Bone health improvement
Another concern during menopause is the loss of bone density, which can lead to conditions like osteoporosis. Some studies have suggested that dark chocolate, with its high magnesium content, may support bone health. Magnesium is an essential mineral for maintaining strong bones, and including it in your diet can help combat age-related bone loss.
Better heart work
During menopause, a woman’s risk of heart disease increases due to hormonal changes that affect cholesterol levels and blood pressure. There’s a wealth of data backing up the idea that including cocoa and chocolate in your diet can help reduce the risk of heart disease. The secret lies in the flavonoids found in chocolate. They have this incredible ability to relax blood vessels, lower blood pressure, and even tone down inflammation.
While there are numerous potential health advantages to consider, there are still some key questions to address. Specifically, we need to determine how well-documented these effects are for women experiencing menopause, figure out which type of chocolate is the most beneficial, and establish the optimal quantity for health benefits.
What do big studies say about chocolate and menopause?
The findings from a two-decade study involving over 80,000 women going through menopause shed light on the power of moderate chocolate consumption in the post-menopausal years. It turns out that women who included dark chocolate in their diet experienced some remarkable health improvements. These women exhibited a significantly lower risk of heart disease or dementia, which are one of the major health problems after menopause. Furthermore, eating chocolate lowered the risk of dying from any cause.
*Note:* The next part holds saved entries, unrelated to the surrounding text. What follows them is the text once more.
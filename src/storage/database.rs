//! SQLite scan store.
//!
//! Opened in write-ahead-log mode with `synchronous = NORMAL`. The runner uses
//! it to seed rows and read progress; during a run only the
//! [`DbWriter`](crate::scheduler::DbWriter) writes to it, over a single
//! connection.

use std::path::{Path, PathBuf};
use std::time::Duration;

use serde::de::DeserializeOwned;
use serde::Serialize;
use sqlx::sqlite::{
    SqliteConnectOptions, SqliteJournalMode, SqlitePoolOptions, SqliteRow, SqliteSynchronous,
};
use sqlx::{Row, SqlitePool};
use thiserror::Error;

use super::schema;
use crate::scheduler::job::{Artifact, Job, JobResult};

/// Key under which the run configuration is stored.
pub const SCAN_CONFIG_KEY: &str = "scan_config";

/// Errors that can occur during store operations.
#[derive(Debug, Error)]
pub enum StoreError {
    /// Query or connection failure.
    #[error("Database error: {0}")]
    Sqlx(#[from] sqlx::Error),

    /// Artifact or option (de)serialization failed.
    #[error("Serialization error: {0}")]
    Serialization(#[from] serde_json::Error),

    /// Filesystem error around the database file.
    #[error("IO error: {0}")]
    Io(#[from] std::io::Error),
}

/// Outcome of one batch transaction.
#[derive(Debug, Clone, Default, PartialEq, Eq)]
pub struct BatchReport {
    /// Rows updated and marked complete.
    pub written: u64,
    /// Targets with no pre-created row. Their results were dropped.
    pub missing: Vec<String>,
}

/// Row counts by completion state.
#[derive(Debug, Clone, Copy, Default, PartialEq, Eq, Serialize)]
pub struct StoreCounts {
    pub total: u64,
    pub complete: u64,
    pub succeeded: u64,
    pub failed: u64,
}

impl StoreCounts {
    pub fn incomplete(&self) -> u64 {
        self.total.saturating_sub(self.complete)
    }
}

/// One row of `scan_results`.
#[derive(Debug, Clone, PartialEq)]
pub struct StoredRecord {
    pub id: i64,
    pub target: String,
    pub artifact: Option<Artifact>,
    pub success: Option<bool>,
    pub error: Option<String>,
    pub worker_id: Option<usize>,
    pub retry_count: u32,
    pub processing_ms: u64,
    pub complete: bool,
    pub updated_at: Option<String>,
}

impl StoredRecord {
    fn from_row(row: &SqliteRow) -> Result<Self, StoreError> {
        let artifact = row
            .get::<Option<Vec<u8>>, _>("artifact")
            .map(|bytes| Artifact::from_bytes(&bytes))
            .transpose()?;

        Ok(Self {
            id: row.get("id"),
            target: row.get("target"),
            artifact,
            success: row.get::<Option<i64>, _>("success").map(|v| v != 0),
            error: row.get("error"),
            worker_id: row.get::<Option<i64>, _>("worker_id").map(|v| v as usize),
            retry_count: row.get::<i64, _>("retry_count") as u32,
            processing_ms: row.get::<i64, _>("processing_ms") as u64,
            complete: row.get::<i64, _>("complete") != 0,
            updated_at: row.get("updated_at"),
        })
    }
}

/// SQLite-backed result store.
#[derive(Clone)]
pub struct ScanStore {
    pool: SqlitePool,
    path: PathBuf,
}

impl ScanStore {
    /// Opens (creating if missing) the database at `path`.
    ///
    /// The writer opens with `max_connections = 1` so at most one write
    /// transaction can be in flight.
    pub async fn open(path: &Path, max_connections: u32) -> Result<Self, StoreError> {
        if let Some(parent) = path.parent().filter(|p| !p.as_os_str().is_empty()) {
            tokio::fs::create_dir_all(parent).await?;
        }

        let opts = SqliteConnectOptions::new()
            .filename(path)
            .create_if_missing(true)
            .journal_mode(SqliteJournalMode::Wal)
            .synchronous(SqliteSynchronous::Normal)
            .busy_timeout(Duration::from_secs(30));

        let pool = SqlitePoolOptions::new()
            .max_connections(max_connections.max(1))
            .connect_with(opts)
            .await?;

        tracing::debug!(path = %path.display(), max_connections, "Scan store opened");
        Ok(Self {
            pool,
            path: path.to_path_buf(),
        })
    }

    /// Returns the database path.
    pub fn path(&self) -> &Path {
        &self.path
    }

    /// Creates tables and indexes if they do not exist.
    pub async fn initialize(&self) -> Result<(), StoreError> {
        for statement in schema::all_schema_statements() {
            sqlx::query(statement).execute(&self.pool).await?;
        }
        Ok(())
    }

    /// Inserts an incomplete row per job. Existing targets are left alone.
    ///
    /// Returns the number of rows created.
    pub async fn precreate(&self, jobs: &[Job]) -> Result<u64, StoreError> {
        let mut tx = self.pool.begin().await?;
        let mut created = 0;
        for job in jobs {
            created += sqlx::query(schema::INSERT_PENDING)
                .bind(job.target())
                .execute(&mut *tx)
                .await?
                .rows_affected();
        }
        tx.commit().await?;

        tracing::debug!(requested = jobs.len(), created, "Pre-created result rows");
        Ok(created)
    }

    /// Writes a batch of results in one transaction.
    ///
    /// Each result updates the row for its target and marks it complete.
    /// Updating the same target twice leaves the row as the last write set it.
    pub async fn apply_batch(&self, results: &[JobResult]) -> Result<BatchReport, StoreError> {
        let mut tx = self.pool.begin().await?;
        let mut report = BatchReport::default();

        for result in results {
            let artifact = result.artifact.as_ref().map(Artifact::to_bytes).transpose()?;
            let affected = sqlx::query(schema::UPDATE_RESULT)
                .bind(artifact)
                .bind(result.success as i64)
                .bind(&result.error)
                .bind(result.worker_id as i64)
                .bind(result.retry_count as i64)
                .bind(result.processing_time.as_millis() as i64)
                .bind(result.completed_at.to_rfc3339())
                .bind(result.target())
                .execute(&mut *tx)
                .await?
                .rows_affected();

            if affected == 0 {
                report.missing.push(result.target().to_string());
            } else {
                report.written += affected;
            }
        }

        tx.commit().await?;
        Ok(report)
    }

    /// Targets whose rows are still incomplete, in insertion order.
    pub async fn incomplete_targets(&self) -> Result<Vec<Job>, StoreError> {
        let rows = sqlx::query(schema::SELECT_INCOMPLETE)
            .fetch_all(&self.pool)
            .await?;
        Ok(rows
            .iter()
            .map(|row| Job::new(row.get::<String, _>("target")))
            .collect())
    }

    /// Every completed row, in insertion order.
    pub async fn completed_records(&self) -> Result<Vec<StoredRecord>, StoreError> {
        let rows = sqlx::query(schema::SELECT_COMPLETE)
            .fetch_all(&self.pool)
            .await?;
        rows.iter().map(StoredRecord::from_row).collect()
    }

    /// The row for one target, if any.
    pub async fn record(&self, target: &str) -> Result<Option<StoredRecord>, StoreError> {
        let row = sqlx::query(schema::SELECT_BY_TARGET)
            .bind(target)
            .fetch_optional(&self.pool)
            .await?;
        row.as_ref().map(StoredRecord::from_row).transpose()
    }

    pub async fn counts(&self) -> Result<StoreCounts, StoreError> {
        let row = sqlx::query(schema::SELECT_COUNTS)
            .fetch_one(&self.pool)
            .await?;
        Ok(StoreCounts {
            total: row.get::<i64, _>("total") as u64,
            complete: row.get::<i64, _>("complete") as u64,
            succeeded: row.get::<i64, _>("succeeded") as u64,
            failed: row.get::<i64, _>("failed") as u64,
        })
    }

    /// Stores the run options so a resumed run can report them.
    pub async fn save_options<T: Serialize>(&self, options: &T) -> Result<(), StoreError> {
        let value = serde_json::to_string(options)?;
        sqlx::query(schema::UPSERT_OPTION)
            .bind(SCAN_CONFIG_KEY)
            .bind(value)
            .execute(&self.pool)
            .await?;
        Ok(())
    }

    /// Loads the options saved by [`save_options`](Self::save_options).
    pub async fn load_options<T: DeserializeOwned>(&self) -> Result<Option<T>, StoreError> {
        let row = sqlx::query(schema::SELECT_OPTION)
            .bind(SCAN_CONFIG_KEY)
            .fetch_optional(&self.pool)
            .await?;
        match row {
            Some(row) => Ok(Some(serde_json::from_str(&row.get::<String, _>("value"))?)),
            None => Ok(None),
        }
    }

    /// Checkpoints the write-ahead log and closes every connection.
    pub async fn checkpoint_and_close(&self) -> Result<(), StoreError> {
        let checkpoint = sqlx::query(schema::CHECKPOINT_TRUNCATE)
            .execute(&self.pool)
            .await;
        self.pool.close().await;
        checkpoint?;

        tracing::debug!(path = %self.path.display(), "Scan store checkpointed and closed");
        Ok(())
    }
}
How sweet can bitter chocolates be?
When it comes to the incredible benefits of chocolate, we’re primarily talking about dark chocolate with minimal added sugar. But does that mean we should go completely sugar-free or even start nibbling on cacao beans? Well, not quite.
In reality, a small amount of sugar in dark chocolate can actually enhance its effectiveness. Sugar and other carbohydrate-rich foods can boost the absorption of polyphenols, those helpful compounds found in chocolate.
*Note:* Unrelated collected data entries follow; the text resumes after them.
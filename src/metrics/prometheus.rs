//! Prometheus metrics registration and export.
//!
//! Defines the live metrics of a scan run and provides functions for
//! initializing the registry and exporting it in text format.

use prometheus::{
    Counter, CounterVec, Encoder, Gauge, GaugeVec, HistogramOpts, HistogramVec, IntCounter,
    IntCounterVec, Opts, Registry, TextEncoder,
};
use std::sync::OnceLock;

/// Global Prometheus registry for all parascan metrics.
pub static REGISTRY: OnceLock<Registry> = OnceLock::new();

/// Finished jobs, labeled by status and error class.
pub static JOBS_TOTAL: OnceLock<CounterVec> = OnceLock::new();

/// Job wall time in seconds including backoff, labeled by status.
pub static JOB_DURATION: OnceLock<HistogramVec> = OnceLock::new();

/// Retries performed, labeled by error class.
pub static RETRIES_TOTAL: OnceLock<IntCounterVec> = OnceLock::new();

/// Scan sessions torn down and recreated after a driver crash.
pub static SESSION_RESTARTS: OnceLock<Counter> = OnceLock::new();

/// Messages waiting in a queue, labeled by queue name.
pub static QUEUE_DEPTH: OnceLock<GaugeVec> = OnceLock::new();

/// Jobs currently being processed.
pub static JOBS_IN_PROGRESS: OnceLock<Gauge> = OnceLock::new();

/// Worker tasks currently alive.
pub static ACTIVE_WORKERS: OnceLock<Gauge> = OnceLock::new();

/// Rows committed by the writer.
pub static ROWS_WRITTEN: OnceLock<IntCounter> = OnceLock::new();

/// Results dropped by the writer because no row matched the target.
pub static ROWS_MISSING: OnceLock<IntCounter> = OnceLock::new();

/// Writer flushes, labeled by outcome (committed/failed).
pub static WRITER_FLUSHES: OnceLock<IntCounterVec> = OnceLock::new();

/// Last worker count recommended by the resource monitor.
pub static RECOMMENDED_WORKERS: OnceLock<Gauge> = OnceLock::new();

/// Initialize all metrics and register them with the registry.
///
/// Calling this more than once is harmless: the first registry wins.
///
/// # Errors
///
/// Returns a `prometheus::Error` if a metric definition is invalid.
pub fn init_metrics() -> Result<(), prometheus::Error> {
    let registry = Registry::new();

    // Job metrics
    let jobs_total = CounterVec::new(
        Opts::new("parascan_jobs_total", "Total number of finished scan jobs"),
        &["status", "error_class"],
    )?;

    let job_duration = HistogramVec::new(
        HistogramOpts::new(
            "parascan_job_duration_seconds",
            "Scan job wall time in seconds, backoff included",
        )
        .buckets(vec![0.5, 1.0, 5.0, 10.0, 30.0, 60.0, 120.0, 300.0]),
        &["status"],
    )?;

    let retries_total = IntCounterVec::new(
        Opts::new("parascan_retries_total", "Retries performed by error class"),
        &["error_class"],
    )?;

    let session_restarts = Counter::new(
        "parascan_session_restarts_total",
        "Scan sessions recreated after a crash",
    )?;

    // Queue and worker metrics
    let queue_depth = GaugeVec::new(
        Opts::new("parascan_queue_depth", "Messages waiting in a queue"),
        &["queue_name"],
    )?;

    let jobs_in_progress = Gauge::new(
        "parascan_jobs_in_progress",
        "Number of jobs currently being processed",
    )?;

    let active_workers = Gauge::new("parascan_active_workers", "Number of active workers")?;

    let recommended_workers = Gauge::new(
        "parascan_recommended_workers",
        "Worker count recommended by the resource monitor",
    )?;

    // Writer metrics
    let rows_written = IntCounter::new("parascan_rows_written_total", "Rows committed")?;

    let rows_missing = IntCounter::new(
        "parascan_rows_missing_total",
        "Results dropped because no row matched the target",
    )?;

    let writer_flushes = IntCounterVec::new(
        Opts::new("parascan_writer_flushes_total", "Writer flushes by outcome"),
        &["outcome"],
    )?;

    registry.register(Box::new(jobs_total.clone()))?;
    registry.register(Box::new(job_duration.clone()))?;
    registry.register(Box::new(retries_total.clone()))?;
    registry.register(Box::new(session_restarts.clone()))?;
    registry.register(Box::new(queue_depth.clone()))?;
    registry.register(Box::new(jobs_in_progress.clone()))?;
    registry.register(Box::new(active_workers.clone()))?;
    registry.register(Box::new(recommended_workers.clone()))?;
    registry.register(Box::new(rows_written.clone()))?;
    registry.register(Box::new(rows_missing.clone()))?;
    registry.register(Box::new(writer_flushes.clone()))?;

    // Already set means an earlier call won
    let _ = REGISTRY.set(registry);
    let _ = JOBS_TOTAL.set(jobs_total);
    let _ = JOB_DURATION.set(job_duration);
    let _ = RETRIES_TOTAL.set(retries_total);
    let _ = SESSION_RESTARTS.set(session_restarts);
    let _ = QUEUE_DEPTH.set(queue_depth);
    let _ = JOBS_IN_PROGRESS.set(jobs_in_progress);
    let _ = ACTIVE_WORKERS.set(active_workers);
    let _ = RECOMMENDED_WORKERS.set(recommended_workers);
    let _ = ROWS_WRITTEN.set(rows_written);
    let _ = ROWS_MISSING.set(rows_missing);
    let _ = WRITER_FLUSHES.set(writer_flushes);

    tracing::debug!("Prometheus metrics initialized");

    Ok(())
}

/// Export all registered metrics in Prometheus text format.
///
/// Returns a comment line instead of metrics when the registry is not
/// initialized or encoding fails.
pub fn export_metrics() -> String {
    let Some(registry) = REGISTRY.get() else {
        return "# Metrics not initialized. Call init_metrics() first.\n".to_string();
    };

    let encoder = TextEncoder::new();
    let metric_families = registry.gather();

    let mut buffer = Vec::new();
    if let Err(e) = encoder.encode(&metric_families, &mut buffer) {
        return format!("# Error encoding metrics: {}\n", e);
    }

    String::from_utf8(buffer)
        .unwrap_or_else(|e| format!("# Error converting metrics to UTF-8: {}\n", e))
}

#[cfg(test)]
mod tests {
    use super::*;

    #[test]
    fn test_init_metrics_is_idempotent() {
        assert!(init_metrics().is_ok());
        assert!(init_metrics().is_ok());
        assert!(REGISTRY.get().is_some());
    }

    #[test]
    fn test_export_after_recording() {
        let _ = init_metrics();
        if let Some(c) = JOBS_TOTAL.get() {
            c.with_label_values(&["failure", "timeout"]).inc();
        }

        let metrics = export_metrics();
        assert!(!metrics.starts_with("# Error"));
        assert!(metrics.contains("parascan_jobs_total"));
    }
}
However, it’s a different story when there’s an excessive amount of sugar in your chocolate. Too much sugar can negate the heart-protective potential of chocolate. The bioactive elements in chocolate stimulate the production of a special substance called nitric oxide, which lowers blood pressure and widens blood vessels. But sugar triggers the release of insulin, which essentially “eats up” all that beneficial nitric oxide.
So, it’s not a problem if your bittersweet dark chocolate has a little sugar in it. But an excess of sugar, of course, diminishes its benefits.
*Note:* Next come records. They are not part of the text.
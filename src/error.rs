// This file is part of polish-parse.
// Copyright (C) 2026 the polish-parse authors
//
// This program is free software: you can redistribute it and/or modify
// it under the terms of the GNU General Public License as published by
// the Free Software Foundation, either version 3 of the License, or
// (at your option) any later version.
//
// This program is distributed in the hope that it will be useful,
// but WITHOUT ANY WARRANTY; without even the implied warranty of
// MERCHANTABILITY or FITNESS FOR A PARTICULAR PURPOSE.  See the
// GNU General Public License for more details.
//
// You should have received a copy of the GNU General Public License
// along with this program.  If not, see <https://www.gnu.org/licenses/>.

//! The error type returned by every entry point in this crate.

use std::fmt;
use std::ops::Range;

use thiserror::Error;

/// What went wrong. Carried inside [`Error`] alongside the byte range where
/// it was detected.
#[derive(Clone, Debug, Eq, Error, PartialEq)]
#[non_exhaustive]
pub enum ErrorCause {
    /// The top-level statement grammar did not match, or matched but left
    /// input unconsumed.
    #[error("the input is not a single complete statement")]
    ParsingFailed,
    /// A parenthesized statement's interior failed to parse as a statement
    /// at all (distinct from an ordinary backtrackable mismatch: once an
    /// opening parenthesis is seen, its interior must be a statement).
    #[error("the parenthesized expression does not contain a valid statement")]
    InvalidStatement,
    /// An opening parenthesis was seen and its interior parsed, but no
    /// matching closing parenthesis followed.
    #[error("missing closing parenthesis")]
    UnmatchedBraces,
    /// The input given to a variable-only entry point is not exactly one
    /// word, or that word collides with a known operator name.
    #[error("input is not a single valid variable name")]
    InvalidVariableName,
}

/// An error together with the byte range in the original input where it was
/// detected. `location` is empty (`start == end`) when the error was
/// detected at end of input rather than at a specific lexeme.
#[derive(Clone, Debug, Eq, PartialEq)]
pub struct Error {
    pub cause: ErrorCause,
    pub location: Range<usize>,
}

impl fmt::Display for Error {
    fn fmt(&self, f: &mut fmt::Formatter<'_>) -> fmt::Result {
        write!(f, "{} (at byte {}..{})", self.cause, self.location.start, self.location.end)
    }
}

impl std::error::Error for Error {
    fn source(&self) -> Option<&(dyn std::error::Error + 'static)> {
        Some(&self.cause)
    }
}

#[cfg(test)]
mod tests {
    use super::*;

    #[test]
    fn display_includes_location() {
        let error = Error { cause: ErrorCause::UnmatchedBraces, location: 3..3 };
        assert_eq!(error.to_string(), "missing closing parenthesis (at byte 3..3)");
    }
}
How much chocolate is the best for health after menopause?
When it comes to chocolate, more isn’t better. Years of extensive meta-analyses have shown that, for reducing the risk of post-menopausal diseases and, in general, lowering the risk of heart-related conditions, the sweet spot is around 1 to 3 servings per week. A typical serving of chocolate is about 1 ounce (28 grams). So 3 servings is approximately 1 bar of chocolate for a week.
So, since confirms that treating yourself to a bit of dark chocolate from time to time can be a delightful and potentially health-boosting addition to your menopausal experience, offering a sweet interlude during this bittersweet phase of life.